==== INFORMATION SHOWN

use macroquad::math::Vec2;
use portalcast::{Block, CastingRay, CellMap, EdgeStepCache, Wall};

/// Parse an ASCII layout into a map: `#` is a normal wall, `s` marks the
/// start cell, `.` or space is empty. Returns the map and the world
/// position at the center of the start cell.
#[allow(dead_code)]
pub fn parse_layout(text: &str, square_size: f32) -> (CellMap, Vec2) {
    let lines: Vec<&str> = text
        .lines()
        .map(str::trim)
        .filter(|line| !line.is_empty())
        .collect();
    let rows = lines.len() as i32;
    let columns = lines
        .iter()
        .map(|line| line.chars().count())
        .max()
        .unwrap_or(0) as i32;
    let mut map = CellMap::new(columns, rows, square_size);
    let mut start = Vec2::new(square_size / 2.0, square_size / 2.0);
    for (y, line) in lines.iter().enumerate() {
        for (x, ch) in line.chars().enumerate() {
            match ch {
                '#' => map.set_block(x as i32, y as i32, Block::Wall(Wall::Normal)),
                's' => {
                    start = Vec2::new(
                        (x as f32 + 0.5) * square_size,
                        (y as f32 + 0.5) * square_size,
                    );
                }
                _ => {}
            }
        }
    }
    (map, start)
}

/// Cast a single ray with a fresh edge-step cache.
#[allow(dead_code)]
pub fn cast_ray<'a>(
    map: &'a CellMap,
    origin: Vec2,
    direction: Vec2,
    visible_distance: f32,
) -> CastingRay<'a> {
    let mut cache = EdgeStepCache::new();
    let mut ray = CastingRay::new(origin, direction, visible_distance, map);
    ray.cast(&mut cache);
    ray
}

#[allow(dead_code)]
pub fn approx(a: f32, b: f32, tolerance: f32) -> bool {
    (a - b).abs() < tolerance
}

#[allow(dead_code)]
pub fn approx_vec(a: Vec2, b: Vec2, tolerance: f32) -> bool {
    (a - b).length() < tolerance
}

========

Copy out each line of the records above that includes "chars".

        .map(|line| line.chars().count())
        for (x, ch) in line.chars().enumerate() {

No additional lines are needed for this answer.